__Task description__: Check every line of the data below for the string "order", and copy the ones that hold it.

Segment Start: Working data

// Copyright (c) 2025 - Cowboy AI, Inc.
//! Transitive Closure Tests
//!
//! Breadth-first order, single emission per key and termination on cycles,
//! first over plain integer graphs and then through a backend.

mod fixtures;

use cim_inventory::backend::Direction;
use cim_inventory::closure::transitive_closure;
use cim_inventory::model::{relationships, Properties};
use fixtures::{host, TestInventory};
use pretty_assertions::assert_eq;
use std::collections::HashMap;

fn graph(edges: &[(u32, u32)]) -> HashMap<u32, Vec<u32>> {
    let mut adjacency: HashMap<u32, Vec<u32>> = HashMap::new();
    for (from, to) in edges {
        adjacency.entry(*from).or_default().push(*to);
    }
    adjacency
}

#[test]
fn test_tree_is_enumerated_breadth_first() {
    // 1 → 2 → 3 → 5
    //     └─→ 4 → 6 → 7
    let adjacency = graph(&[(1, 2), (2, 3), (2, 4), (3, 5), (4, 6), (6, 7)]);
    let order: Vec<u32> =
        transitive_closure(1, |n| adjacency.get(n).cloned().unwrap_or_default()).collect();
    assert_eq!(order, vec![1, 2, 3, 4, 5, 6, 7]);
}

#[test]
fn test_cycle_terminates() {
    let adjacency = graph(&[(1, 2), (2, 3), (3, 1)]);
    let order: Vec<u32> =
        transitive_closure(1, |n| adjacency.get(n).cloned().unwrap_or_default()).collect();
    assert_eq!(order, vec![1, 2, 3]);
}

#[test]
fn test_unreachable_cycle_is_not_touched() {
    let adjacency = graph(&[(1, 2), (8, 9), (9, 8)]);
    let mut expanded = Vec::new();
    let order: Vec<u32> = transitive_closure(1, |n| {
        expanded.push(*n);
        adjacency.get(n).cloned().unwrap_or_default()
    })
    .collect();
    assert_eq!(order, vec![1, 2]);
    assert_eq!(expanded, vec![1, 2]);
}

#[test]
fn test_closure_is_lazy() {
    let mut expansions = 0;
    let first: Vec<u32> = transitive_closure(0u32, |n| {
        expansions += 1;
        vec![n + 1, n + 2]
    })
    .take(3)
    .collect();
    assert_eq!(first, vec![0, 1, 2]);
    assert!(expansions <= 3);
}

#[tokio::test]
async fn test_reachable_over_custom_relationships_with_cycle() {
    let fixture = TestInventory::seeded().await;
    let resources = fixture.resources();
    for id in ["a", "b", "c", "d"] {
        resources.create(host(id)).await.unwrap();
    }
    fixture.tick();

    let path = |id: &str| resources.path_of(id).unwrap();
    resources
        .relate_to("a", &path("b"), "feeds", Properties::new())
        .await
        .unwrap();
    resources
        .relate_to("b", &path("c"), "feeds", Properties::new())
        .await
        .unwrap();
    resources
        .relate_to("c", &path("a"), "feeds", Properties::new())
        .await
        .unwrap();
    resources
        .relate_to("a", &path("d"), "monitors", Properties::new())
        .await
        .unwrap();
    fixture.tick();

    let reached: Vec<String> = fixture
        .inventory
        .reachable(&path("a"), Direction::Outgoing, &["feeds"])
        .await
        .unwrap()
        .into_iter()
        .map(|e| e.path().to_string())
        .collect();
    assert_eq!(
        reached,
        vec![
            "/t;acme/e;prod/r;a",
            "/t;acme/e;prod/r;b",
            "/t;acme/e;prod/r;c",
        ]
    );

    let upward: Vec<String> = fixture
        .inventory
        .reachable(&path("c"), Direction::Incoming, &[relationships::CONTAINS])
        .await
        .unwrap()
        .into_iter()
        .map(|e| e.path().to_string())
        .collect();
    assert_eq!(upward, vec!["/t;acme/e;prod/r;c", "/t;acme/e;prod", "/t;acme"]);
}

Segment End: Working data
Segment Start: Working data

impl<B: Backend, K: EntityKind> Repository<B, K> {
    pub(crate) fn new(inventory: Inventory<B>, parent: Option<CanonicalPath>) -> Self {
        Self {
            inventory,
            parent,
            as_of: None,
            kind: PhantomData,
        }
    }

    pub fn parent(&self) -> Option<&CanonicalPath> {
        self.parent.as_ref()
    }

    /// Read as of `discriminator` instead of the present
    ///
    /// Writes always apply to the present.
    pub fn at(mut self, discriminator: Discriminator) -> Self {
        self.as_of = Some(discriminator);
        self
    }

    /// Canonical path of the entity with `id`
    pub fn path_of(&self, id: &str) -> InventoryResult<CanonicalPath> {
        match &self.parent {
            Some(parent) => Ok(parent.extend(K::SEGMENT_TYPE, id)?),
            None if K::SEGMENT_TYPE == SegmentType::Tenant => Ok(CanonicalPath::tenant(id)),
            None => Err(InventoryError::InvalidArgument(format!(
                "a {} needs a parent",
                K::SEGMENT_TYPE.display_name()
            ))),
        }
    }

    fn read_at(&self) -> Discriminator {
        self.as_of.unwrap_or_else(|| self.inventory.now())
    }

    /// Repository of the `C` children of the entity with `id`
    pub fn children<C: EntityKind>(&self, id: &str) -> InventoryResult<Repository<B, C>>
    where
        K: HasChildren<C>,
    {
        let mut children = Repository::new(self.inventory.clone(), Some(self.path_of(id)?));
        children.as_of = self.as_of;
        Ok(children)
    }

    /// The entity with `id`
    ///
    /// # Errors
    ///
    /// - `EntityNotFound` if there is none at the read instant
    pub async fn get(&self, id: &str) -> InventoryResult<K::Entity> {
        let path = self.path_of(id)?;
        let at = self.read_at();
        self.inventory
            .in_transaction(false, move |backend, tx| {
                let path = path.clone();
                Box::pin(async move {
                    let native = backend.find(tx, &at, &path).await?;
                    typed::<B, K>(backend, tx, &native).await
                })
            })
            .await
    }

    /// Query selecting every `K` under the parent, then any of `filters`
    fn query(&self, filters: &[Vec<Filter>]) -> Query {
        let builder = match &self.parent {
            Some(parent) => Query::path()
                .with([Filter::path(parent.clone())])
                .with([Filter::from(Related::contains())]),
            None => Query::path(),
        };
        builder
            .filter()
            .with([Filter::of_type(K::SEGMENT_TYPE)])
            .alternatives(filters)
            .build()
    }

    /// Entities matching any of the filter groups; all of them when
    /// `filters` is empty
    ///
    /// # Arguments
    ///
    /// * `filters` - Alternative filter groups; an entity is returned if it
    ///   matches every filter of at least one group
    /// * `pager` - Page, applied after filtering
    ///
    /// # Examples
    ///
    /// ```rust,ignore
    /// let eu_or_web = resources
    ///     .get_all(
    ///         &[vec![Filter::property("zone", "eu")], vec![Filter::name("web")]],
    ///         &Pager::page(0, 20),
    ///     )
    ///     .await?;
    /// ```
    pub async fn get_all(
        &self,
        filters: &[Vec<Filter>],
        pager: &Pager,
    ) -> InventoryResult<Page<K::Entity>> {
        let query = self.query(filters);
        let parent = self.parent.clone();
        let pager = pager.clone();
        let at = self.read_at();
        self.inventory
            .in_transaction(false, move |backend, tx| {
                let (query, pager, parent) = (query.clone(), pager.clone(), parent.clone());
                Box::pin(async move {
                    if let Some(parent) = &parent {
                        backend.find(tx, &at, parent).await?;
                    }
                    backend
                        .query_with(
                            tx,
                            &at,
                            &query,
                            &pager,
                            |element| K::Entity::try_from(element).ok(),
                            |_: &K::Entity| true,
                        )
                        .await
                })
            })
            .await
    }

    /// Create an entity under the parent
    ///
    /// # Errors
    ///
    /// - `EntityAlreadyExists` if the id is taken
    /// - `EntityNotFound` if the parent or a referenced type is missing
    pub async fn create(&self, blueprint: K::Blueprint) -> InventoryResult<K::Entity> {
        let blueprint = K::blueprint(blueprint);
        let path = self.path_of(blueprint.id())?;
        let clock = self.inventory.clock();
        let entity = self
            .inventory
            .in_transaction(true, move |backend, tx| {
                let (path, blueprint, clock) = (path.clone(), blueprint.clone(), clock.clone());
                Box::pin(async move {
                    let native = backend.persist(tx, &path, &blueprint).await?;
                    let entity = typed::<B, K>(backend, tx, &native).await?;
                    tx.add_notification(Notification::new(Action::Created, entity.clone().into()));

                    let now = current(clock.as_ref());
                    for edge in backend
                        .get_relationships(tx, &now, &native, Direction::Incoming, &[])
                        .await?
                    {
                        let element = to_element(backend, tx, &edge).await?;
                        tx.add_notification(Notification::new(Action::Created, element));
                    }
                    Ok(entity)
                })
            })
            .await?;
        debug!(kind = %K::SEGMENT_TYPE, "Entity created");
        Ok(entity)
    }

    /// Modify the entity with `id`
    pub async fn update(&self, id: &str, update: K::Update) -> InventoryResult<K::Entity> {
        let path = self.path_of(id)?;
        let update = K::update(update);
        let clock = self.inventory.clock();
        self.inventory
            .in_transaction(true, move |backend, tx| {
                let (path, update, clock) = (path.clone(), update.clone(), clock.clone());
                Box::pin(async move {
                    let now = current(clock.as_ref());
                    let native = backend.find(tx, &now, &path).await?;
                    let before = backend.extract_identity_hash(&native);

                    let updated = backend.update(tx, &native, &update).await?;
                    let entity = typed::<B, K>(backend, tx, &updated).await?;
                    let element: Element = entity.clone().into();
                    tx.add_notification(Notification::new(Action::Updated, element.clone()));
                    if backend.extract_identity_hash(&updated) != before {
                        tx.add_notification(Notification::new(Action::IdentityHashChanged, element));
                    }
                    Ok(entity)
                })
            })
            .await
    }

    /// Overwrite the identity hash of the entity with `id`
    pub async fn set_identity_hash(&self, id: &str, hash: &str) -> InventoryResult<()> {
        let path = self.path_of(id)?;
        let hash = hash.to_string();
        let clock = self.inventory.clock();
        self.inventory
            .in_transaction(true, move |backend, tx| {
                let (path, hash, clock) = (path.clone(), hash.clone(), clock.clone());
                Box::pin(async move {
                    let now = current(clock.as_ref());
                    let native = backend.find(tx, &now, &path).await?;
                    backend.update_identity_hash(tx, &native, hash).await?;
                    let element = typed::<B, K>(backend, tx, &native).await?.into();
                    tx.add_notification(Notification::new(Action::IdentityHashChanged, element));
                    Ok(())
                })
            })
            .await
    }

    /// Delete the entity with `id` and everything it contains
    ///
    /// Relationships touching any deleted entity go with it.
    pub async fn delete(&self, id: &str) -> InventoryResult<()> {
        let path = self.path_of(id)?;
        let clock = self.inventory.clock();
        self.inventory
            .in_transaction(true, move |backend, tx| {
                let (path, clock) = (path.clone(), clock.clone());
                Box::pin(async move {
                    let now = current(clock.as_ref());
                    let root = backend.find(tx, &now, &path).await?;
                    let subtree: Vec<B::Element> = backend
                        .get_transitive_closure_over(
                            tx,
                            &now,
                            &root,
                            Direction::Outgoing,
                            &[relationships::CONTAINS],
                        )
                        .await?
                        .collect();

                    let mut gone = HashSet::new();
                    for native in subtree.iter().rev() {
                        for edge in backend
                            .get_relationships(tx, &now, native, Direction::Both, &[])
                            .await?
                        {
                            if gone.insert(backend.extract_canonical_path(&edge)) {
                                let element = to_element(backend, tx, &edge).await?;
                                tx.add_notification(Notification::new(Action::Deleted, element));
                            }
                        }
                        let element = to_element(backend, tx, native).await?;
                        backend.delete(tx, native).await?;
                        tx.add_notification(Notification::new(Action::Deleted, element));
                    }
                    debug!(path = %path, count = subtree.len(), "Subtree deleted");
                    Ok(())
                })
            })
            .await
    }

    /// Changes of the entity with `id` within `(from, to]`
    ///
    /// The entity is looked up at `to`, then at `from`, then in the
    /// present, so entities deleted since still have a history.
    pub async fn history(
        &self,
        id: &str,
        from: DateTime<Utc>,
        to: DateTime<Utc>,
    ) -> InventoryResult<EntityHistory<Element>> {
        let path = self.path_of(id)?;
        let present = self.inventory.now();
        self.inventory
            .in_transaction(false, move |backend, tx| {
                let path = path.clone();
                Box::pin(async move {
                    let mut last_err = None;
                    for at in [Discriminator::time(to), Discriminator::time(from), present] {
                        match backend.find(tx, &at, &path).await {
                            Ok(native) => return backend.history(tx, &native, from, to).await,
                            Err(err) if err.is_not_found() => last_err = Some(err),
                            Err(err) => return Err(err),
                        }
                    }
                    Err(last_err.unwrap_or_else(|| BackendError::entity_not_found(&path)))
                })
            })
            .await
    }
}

Segment End: Working data
Segment Start: Working data

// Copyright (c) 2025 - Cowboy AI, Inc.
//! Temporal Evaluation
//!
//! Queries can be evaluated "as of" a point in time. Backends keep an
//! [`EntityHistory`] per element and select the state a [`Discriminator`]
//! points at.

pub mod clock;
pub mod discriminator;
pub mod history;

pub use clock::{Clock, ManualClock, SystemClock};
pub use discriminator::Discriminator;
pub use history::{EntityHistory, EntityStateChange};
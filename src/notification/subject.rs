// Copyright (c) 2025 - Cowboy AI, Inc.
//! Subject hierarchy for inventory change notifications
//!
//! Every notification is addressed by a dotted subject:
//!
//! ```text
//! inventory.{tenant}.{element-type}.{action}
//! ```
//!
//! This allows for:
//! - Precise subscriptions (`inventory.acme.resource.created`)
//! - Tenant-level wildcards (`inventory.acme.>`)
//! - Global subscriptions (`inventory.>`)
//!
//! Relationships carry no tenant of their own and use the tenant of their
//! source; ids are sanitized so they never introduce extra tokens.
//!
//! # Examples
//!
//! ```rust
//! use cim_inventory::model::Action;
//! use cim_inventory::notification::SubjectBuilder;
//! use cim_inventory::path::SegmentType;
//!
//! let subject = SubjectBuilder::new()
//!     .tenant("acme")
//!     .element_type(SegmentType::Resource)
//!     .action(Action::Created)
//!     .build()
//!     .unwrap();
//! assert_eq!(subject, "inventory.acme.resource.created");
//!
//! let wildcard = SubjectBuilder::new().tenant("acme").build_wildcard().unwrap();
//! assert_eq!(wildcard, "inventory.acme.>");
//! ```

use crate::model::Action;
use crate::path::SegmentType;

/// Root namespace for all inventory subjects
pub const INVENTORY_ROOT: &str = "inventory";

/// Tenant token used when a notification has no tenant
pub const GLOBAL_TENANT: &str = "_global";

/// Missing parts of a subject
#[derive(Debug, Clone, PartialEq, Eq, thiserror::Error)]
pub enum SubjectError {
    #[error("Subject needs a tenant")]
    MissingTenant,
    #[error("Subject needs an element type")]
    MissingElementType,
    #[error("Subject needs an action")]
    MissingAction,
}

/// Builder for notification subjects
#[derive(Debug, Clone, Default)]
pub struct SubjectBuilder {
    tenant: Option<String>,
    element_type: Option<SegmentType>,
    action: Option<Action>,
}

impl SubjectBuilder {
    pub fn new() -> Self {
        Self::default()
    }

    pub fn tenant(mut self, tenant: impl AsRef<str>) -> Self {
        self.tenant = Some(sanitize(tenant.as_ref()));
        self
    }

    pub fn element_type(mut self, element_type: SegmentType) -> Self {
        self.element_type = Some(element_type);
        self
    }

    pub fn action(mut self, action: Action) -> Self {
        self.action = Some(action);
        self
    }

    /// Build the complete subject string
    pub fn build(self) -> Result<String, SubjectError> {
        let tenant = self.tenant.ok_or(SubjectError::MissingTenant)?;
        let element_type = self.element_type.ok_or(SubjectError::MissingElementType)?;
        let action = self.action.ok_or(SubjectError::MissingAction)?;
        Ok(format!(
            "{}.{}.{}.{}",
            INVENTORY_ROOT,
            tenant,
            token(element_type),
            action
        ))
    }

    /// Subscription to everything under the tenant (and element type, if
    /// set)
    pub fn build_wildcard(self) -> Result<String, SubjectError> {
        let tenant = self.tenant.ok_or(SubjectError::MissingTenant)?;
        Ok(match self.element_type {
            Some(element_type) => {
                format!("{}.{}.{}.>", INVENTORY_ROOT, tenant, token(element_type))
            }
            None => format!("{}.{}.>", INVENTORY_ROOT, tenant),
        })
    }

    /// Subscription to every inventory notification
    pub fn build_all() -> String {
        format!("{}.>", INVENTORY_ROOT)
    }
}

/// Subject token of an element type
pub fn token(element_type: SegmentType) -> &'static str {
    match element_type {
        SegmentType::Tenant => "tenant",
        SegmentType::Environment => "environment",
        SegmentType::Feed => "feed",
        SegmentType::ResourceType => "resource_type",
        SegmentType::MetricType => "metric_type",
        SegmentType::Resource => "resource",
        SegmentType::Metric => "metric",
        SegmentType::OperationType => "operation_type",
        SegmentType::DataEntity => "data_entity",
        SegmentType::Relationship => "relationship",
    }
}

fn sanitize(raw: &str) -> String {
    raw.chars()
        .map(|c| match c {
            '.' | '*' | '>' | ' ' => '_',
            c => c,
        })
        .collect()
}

Segment End: Working data

__Response area__:
//! Breadth-first order, single emission per key and termination on cycles,
    let order: Vec<u32> =
    assert_eq!(order, vec![1, 2, 3, 4, 5, 6, 7]);
    let order: Vec<u32> =
    assert_eq!(order, vec![1, 2, 3]);
    let order: Vec<u32> = transitive_closure(1, |n| {
    assert_eq!(order, vec![1, 2]);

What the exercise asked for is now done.